As I was coding the web crawler for my search engine project, I encountered an unexpected issue. The way I was sorting URLs that needed to be crawled was resulting in my script only crawling the oldest pages on many websites.
the problem
The problem arose with sites with URL patterns like this:
https://example.com/docs/v1.0.0
https://example.com/docs/v1.0.1
https://example.com/docs/v1.0.2
https://example.com/docs/v1.1.0
https://example.com/docs/v2.0.0
Or this:
https://example.blog/posts/2004/10/15/changed-my-blog-platform-to-wordpress
https://example.blog/posts/2006/07/24/changed-my-blog-platform-to-hugo
https://example.blog/posts/2008/01/01/sorry-i-should-post-more
https://example.blog/posts/2021/07/13/changed-my-blog-platform-to-hand-coded-html
https://example.blog/posts/2023/02/18/this-time-i-really-mean-it-im-gonna-post-more
When sorted normally, my crawler would start with the oldest pages and crawl toward the newest. That’s perfectly fine—except that by default I limit each domain to having 100 crawled subpages. I would only crawl the oldest 100 blog posts on a site, or only documentation for outdated versions of a piece of software.
the solution
Pretty simple.
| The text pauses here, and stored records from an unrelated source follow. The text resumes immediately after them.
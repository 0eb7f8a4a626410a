//! FT6336U capacitive touch controller
//!
//! Only the single-touch path the altimeter needs: chip identification and
//! the first touch point. The controller reports coordinates directly in
//! display pixels on the CoreS3.

use altimeter_core::ui::{DISPLAY_HEIGHT_PX, DISPLAY_WIDTH_PX, TouchPoint};
use embedded_hal_async::i2c::I2c;
use thiserror_no_std::Error;

/// FT6336U I2C address
pub const I2C_ADDR: u8 = 0x38;

/// Touch detection status; the low nibble holds the number of touches
const ADDR_TD_STATUS: u8 = 0x02;

/// First byte of the touch point 1 block (XH, XL, YH, YL)
const ADDR_TOUCH1_XH: u8 = 0x03;

/// Chip ID register
const ADDR_CHIP_ID: u8 = 0xA3;

/// Event flag in the high bits of XH: 0 = press down, 1 = lift up, 2 = contact
const EVENT_LIFT_UP: u8 = 1;

#[derive(Debug, Error)]
pub enum TouchError<E> {
    #[error("I2C error: {0:?}")]
    I2c(E),
}

pub struct Ft6336u<I2C> {
    i2c: I2C,
}

impl<I2C: I2c> Ft6336u<I2C> {
    pub fn new(i2c: I2C) -> Self {
        Self { i2c }
    }

    async fn read_byte(&mut self, addr: u8) -> Result<u8, TouchError<I2C::Error>> {
        let mut buf = [0u8; 1];
        self.i2c
            .write_read(I2C_ADDR, &[addr], &mut buf)
            .await
            .map_err(TouchError::I2c)?;
        Ok(buf[0])
    }

    /// Chip ID (0x64 for FT6336U)
    pub async fn chip_id(&mut self) -> Result<u8, TouchError<I2C::Error>> {
        self.read_byte(ADDR_CHIP_ID).await
    }

    /// Current position of the first finger, or `None` when nothing touches
    /// the panel.
    pub async fn read_touch(&mut self) -> Result<Option<TouchPoint>, TouchError<I2C::Error>> {
        let touches = self.read_byte(ADDR_TD_STATUS).await? & 0x0F;
        if touches == 0 {
            return Ok(None);
        }

        let mut buf = [0u8; 4];
        self.i2c
            .write_read(I2C_ADDR, &[ADDR_TOUCH1_XH], &mut buf)
            .await
            .map_err(TouchError::I2c)?;

        Ok(decode_touch1(buf))
    }
}

fn decode_touch1(buf: [u8; 4]) -> Option<TouchPoint> {
    if buf[0] >> 6 == EVENT_LIFT_UP {
        return None;
    }
    let x = (((buf[0] & 0x0F) as u16) << 8) | buf[1] as u16;
    let y = (((buf[2] & 0x0F) as u16) << 8) | buf[3] as u16;
    Some(TouchPoint::new(
        x.min(DISPLAY_WIDTH_PX - 1),
        y.min(DISPLAY_HEIGHT_PX - 1),
    ))
}
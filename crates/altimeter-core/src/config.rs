//! Runtime configuration for the altimeter screen
//!
//! All values have compile-time defaults; embedders override individual
//! fields with the `with_*` builders before handing the config to the
//! [`DisplayManager`](crate::display_manager::DisplayManager).

use crate::altitude::SEA_LEVEL_PRESSURE_HPA;
use crate::sensors::SamplingRate;

/// Lower bound of the simulated pressure slider (hPa)
pub const SIMULATED_MIN_HPA: f32 = 800.0;

/// Upper bound of the simulated pressure slider (hPa)
pub const SIMULATED_MAX_HPA: f32 = 1100.0;

/// Default keyboard / button step for the simulated pressure (hPa)
pub const SLIDER_STEP_HPA: f32 = 1.0;

#[derive(Debug, Clone, Copy, PartialEq)]
pub struct Config {
    /// Reference pressure used as `p0` in the altitude formula
    pub sea_level_hpa: f32,
    /// Rate requested from the pressure sensor while the screen is visible
    pub sampling_rate: SamplingRate,
    pub simulated_min_hpa: f32,
    pub simulated_max_hpa: f32,
    pub slider_step_hpa: f32,
}

impl Default for Config {
    fn default() -> Self {
        Self {
            sea_level_hpa: SEA_LEVEL_PRESSURE_HPA,
            sampling_rate: SamplingRate::Game,
            simulated_min_hpa: SIMULATED_MIN_HPA,
            simulated_max_hpa: SIMULATED_MAX_HPA,
            slider_step_hpa: SLIDER_STEP_HPA,
        }
    }
}

impl Config {
    pub fn new() -> Self {
        Self::default()
    }

    pub fn with_sea_level_hpa(mut self, hpa: f32) -> Self {
        self.sea_level_hpa = hpa;
        self
    }

    pub fn with_sampling_rate(mut self, rate: SamplingRate) -> Self {
        self.sampling_rate = rate;
        self
    }

    /// Sets the simulated pressure range. The bounds are swapped if given in
    /// the wrong order.
    pub fn with_simulated_range(mut self, min_hpa: f32, max_hpa: f32) -> Self {
        if min_hpa <= max_hpa {
            self.simulated_min_hpa = min_hpa;
            self.simulated_max_hpa = max_hpa;
        } else {
            self.simulated_min_hpa = max_hpa;
            self.simulated_max_hpa = min_hpa;
        }
        self
    }

    pub fn with_slider_step_hpa(mut self, step: f32) -> Self {
        self.slider_step_hpa = step;
        self
    }

    /// Clamp a pressure into the simulated range
    pub fn clamp_simulated(&self, hpa: f32) -> f32 {
        hpa.clamp(self.simulated_min_hpa, self.simulated_max_hpa)
    }
}

#[cfg(test)]
mod tests {
    use super::*;

    #[test]
    fn test_default_config() {
        let config = Config::default();
        assert_eq!(config.sea_level_hpa, 1013.25);
        assert_eq!(config.sampling_rate, SamplingRate::Game);
        assert_eq!(config.simulated_min_hpa, 800.0);
        assert_eq!(config.simulated_max_hpa, 1100.0);
    }

    #[test]
    fn test_simulated_range_is_ordered() {
        let config = Config::new().with_simulated_range(1050.0, 950.0);
        assert_eq!(config.simulated_min_hpa, 950.0);
        assert_eq!(config.simulated_max_hpa, 1050.0);
        assert_eq!(config.clamp_simulated(900.0), 950.0);
        assert_eq!(config.clamp_simulated(1200.0), 1050.0);
        assert_eq!(config.clamp_simulated(1000.0), 1000.0);
    }
}
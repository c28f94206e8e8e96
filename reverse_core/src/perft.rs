use crate::bitboard::BitboardIterator;
use crate::board::Board;
use crate::flip;

/// Performs a perft (performance test) on the given board to a specified depth.
///
/// Counts leaf positions of the unrestricted game tree, passing when
/// the side to move has no legal move. Used to validate the move engine
/// against the published node counts; the goal-restricted solver never
/// calls this.
///
/// # Arguments
///
/// * `board` - A reference to the current game board.
/// * `depth` - The depth to which the perft function should search.
///
/// # Returns
///
/// The number of nodes (positions) reached at the given depth.
pub fn perft(board: &Board, depth: u32) -> u64 {
    let mut nodes = 0;
    let moves = board.get_moves();

    if moves != 0 {
        for sq in BitboardIterator::new(moves) {
            let flipped = flip::flip(sq, board.player, board.opponent);
            let next = board.make_move_with_flipped(flipped, sq);
            if depth <= 1 {
                nodes += 1;
            } else {
                nodes += perft(&next, depth - 1);
            }
        }
    } else {
        let next = board.switch_players();
        if next.has_legal_moves() {
            nodes += perft(&next, depth);
        } else {
            nodes += 1;
        }
    }
    nodes
}
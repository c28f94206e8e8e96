use reverse_core::bitboard::BitboardIterator;
use reverse_core::board::Board;
use reverse_core::goal::Goal;
use reverse_core::piece::Piece;
use reverse_core::solver::{Solver, SolverOptions};
use reverse_core::square::Square;

/// Plays `plies` moves from the start, always choosing the lowest-index
/// legal move, and returns the line together with the final board.
fn play_greedy_line(plies: usize) -> (Vec<Square>, Board) {
    let mut board = Board::new();
    let mut line = Vec::new();
    for _ in 0..plies {
        let sq = BitboardIterator::new(board.get_moves())
            .next()
            .expect("greedy line ran out of moves");
        line.push(sq);
        board = board.make_move(sq);
    }
    (line, board)
}

fn goal_line_for(board: &Board, side: Piece) -> String {
    format!(
        "{}{}",
        board.to_string_as_board(side).replace('\n', ""),
        side.to_char()
    )
}

fn solve_collect(goal: &Goal) -> (Vec<Vec<Square>>, reverse_core::solver::SolveReport) {
    let mut transcripts: Vec<Vec<Square>> = Vec::new();
    let mut solver = Solver::new(goal, &SolverOptions::default(), |path| {
        transcripts.push(path.to_vec());
    });
    let report = solver.run();
    (transcripts, report)
}

#[test]
fn finds_a_known_six_move_line() {
    let (line, target) = play_greedy_line(6);
    // Six plies from the start: black moved 3 times, white 3 times,
    // black to move again.
    let goal = Goal::from_line(&goal_line_for(&target, Piece::Black)).unwrap();

    let (transcripts, report) = solve_collect(&goal);

    assert!(report.n_solutions >= 1);
    assert_eq!(report.n_solutions as usize, transcripts.len());
    assert!(transcripts.contains(&line), "the played line was not reconstructed");

    // Every transcript places exactly the goal's disc surplus and
    // replays to the goal board, move by legal move.
    let n_moves = (goal.mask().count_ones() - 4) as usize;
    for transcript in &transcripts {
        assert_eq!(transcript.len(), n_moves);
        let mut board = Board::new();
        for &sq in transcript {
            assert!(board.is_legal_move(sq), "illegal move {sq} in transcript");
            board = board.make_move(sq);
        }
        assert_eq!(board, goal.board);
    }
}

#[test]
fn transcripts_are_unique() {
    let (_, target) = play_greedy_line(4);
    let goal = Goal::from_line(&goal_line_for(&target, Piece::Black)).unwrap();

    let (transcripts, _) = solve_collect(&goal);
    let mut rendered: Vec<String> = transcripts
        .iter()
        .map(|t| t.iter().map(|sq| sq.to_string()).collect())
        .collect();
    rendered.sort();
    let n_emitted = rendered.len();
    rendered.dedup();
    assert_eq!(rendered.len(), n_emitted);
}

#[test]
fn search_leaves_no_residue_between_runs() {
    let (_, target) = play_greedy_line(4);
    let goal = Goal::from_line(&goal_line_for(&target, Piece::Black)).unwrap();

    let (first_t, first_r) = solve_collect(&goal);
    let (second_t, second_r) = solve_collect(&goal);
    assert_eq!(first_t, second_t);
    assert_eq!(first_r, second_r);
}

#[test]
fn wrong_side_to_move_means_no_match() {
    // The same 6-ply board, but claiming white moves next: the board
    // can be reached only with black to move, so nothing matches.
    let (_, target) = play_greedy_line(6);
    let goal = Goal::from_line(&goal_line_for(&target.switch_players(), Piece::White)).unwrap();
    assert_eq!(goal.board.player, target.switch_players().player);

    let (transcripts, report) = solve_collect(&goal);
    assert!(transcripts.is_empty());
    assert_eq!(report.n_solutions, 0);
}
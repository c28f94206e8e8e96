//! Command line front end for the path reconstructor.
//!
//! Reads a target board, echoes it, then streams every reconstructed
//! transcript to stdout followed by a summary line. Prompts, the board
//! echo and the mirrored summary go to stderr so stdout stays
//! machine-readable.

use std::error::Error;
use std::io::{self, BufRead};
use std::process;
use std::time::Instant;

use clap::Parser;
use colored::Colorize;

use reverse_core::goal::Goal;
use reverse_core::piece::Piece;
use reverse_core::solver::{Solver, SolverOptions};
use reverse_core::square::Square;

#[derive(Parser, Debug)]
#[command(
    name = "reverse-othello",
    about = "Reconstructs every legal move sequence that reaches a target board"
)]
struct Cli {
    /// Target board: 64 cell symbols in row-major order (a1..h8)
    /// followed by the side to move. Read from stdin when omitted.
    /// Empty cells are usually '-', so hyphen-leading values are fine.
    #[arg(long, allow_hyphen_values = true)]
    board: Option<String>,

    /// Abort the search after visiting this many nodes.
    #[arg(long)]
    max_nodes: Option<u64>,
}

fn main() {
    let args = Cli::parse();
    if let Err(err) = run(&args) {
        eprintln!("{} {err}", "[ERROR]".bright_red());
        process::exit(1);
    }
}

fn run(args: &Cli) -> Result<(), Box<dyn Error>> {
    let line = match &args.board {
        Some(line) => line.clone(),
        None => read_goal_line()?,
    };
    let goal = Goal::from_line(&line)?;
    print_goal(&goal);

    let options = SolverOptions {
        max_nodes: args.max_nodes,
    };
    let start = Instant::now();
    let mut solver = Solver::new(&goal, &options, |path| {
        let mut transcript = String::with_capacity(path.len() * 2);
        for sq in path {
            transcript.push_str(&sq.to_string());
        }
        println!("{transcript}");
    });
    let report = solver.run();
    let elapsed = start.elapsed();

    let summary = format!(
        "found {} solutions in {} ms {} nodes",
        report.n_solutions,
        elapsed.as_millis(),
        report.n_nodes
    );
    println!("{summary}");
    eprintln!("{summary}");
    if report.aborted {
        eprintln!(
            "{}",
            "node limit reached, the listing is incomplete".bright_red()
        );
    }
    Ok(())
}

fn read_goal_line() -> Result<String, Box<dyn Error>> {
    eprintln!("please input the board (X: black O: white)");
    eprintln!("example: ------------------O--X---OOOXXX--OOOXXX---OOXX-----OX----------- X");
    let mut line = String::new();
    io::stdin().lock().read_line(&mut line)?;
    Ok(line)
}

/// Prints a colored rendering of the goal board to stderr.
fn print_goal(goal: &Goal) {
    let (n_black, n_white) = match goal.side {
        Piece::Black => (goal.board.get_player_count(), goal.board.get_opponent_count()),
        _ => (goal.board.get_opponent_count(), goal.board.get_player_count()),
    };

    eprintln!("      a   b   c   d   e   f   g   h");
    eprintln!("    ┌───┬───┬───┬───┬───┬───┬───┬───┐");
    for y in 0..8 {
        let mut row = format!("  {} │", y + 1);
        for x in 0..8 {
            let sq = Square::from_usize_unchecked(y * 8 + x);
            let symbol = match goal.board.get_piece_at(sq, goal.side) {
                Piece::Black => " X ".bright_green().to_string(),
                Piece::White => " O ".bright_yellow().to_string(),
                Piece::Empty => "   ".to_string(),
            };
            row.push_str(&symbol);
            row.push('│');
        }
        match y {
            2 => {
                let to_move = match goal.side {
                    Piece::Black => "Black to move (X)".bright_green(),
                    Piece::White => "White to move (O)".bright_yellow(),
                    Piece::Empty => unreachable!(),
                };
                row.push_str(&format!("   {to_move}"));
            }
            3 => row.push_str(&format!("   Black: {}", format!("{n_black:2}").bright_green())),
            4 => row.push_str(&format!("   White: {}", format!("{n_white:2}").bright_yellow())),
            _ => {}
        }
        eprintln!("{row}");
        if y < 7 {
            eprintln!("    ├───┼───┼───┼───┼───┼───┼───┼───┤");
        }
    }
    eprintln!("    └───┴───┴───┴───┴───┴───┴───┴───┘");
}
Instead of piping the URLs to sort -, I piped to sort -rn -, sorting by numerical ascending order (making 10 sort as more than 2, even though the first character is lower) then reversing it.
Now the problem is solved and if I hit my page count limit for a site, I receive the freshest articles and documentation instead of the oldest.
Sometimes problems are simple.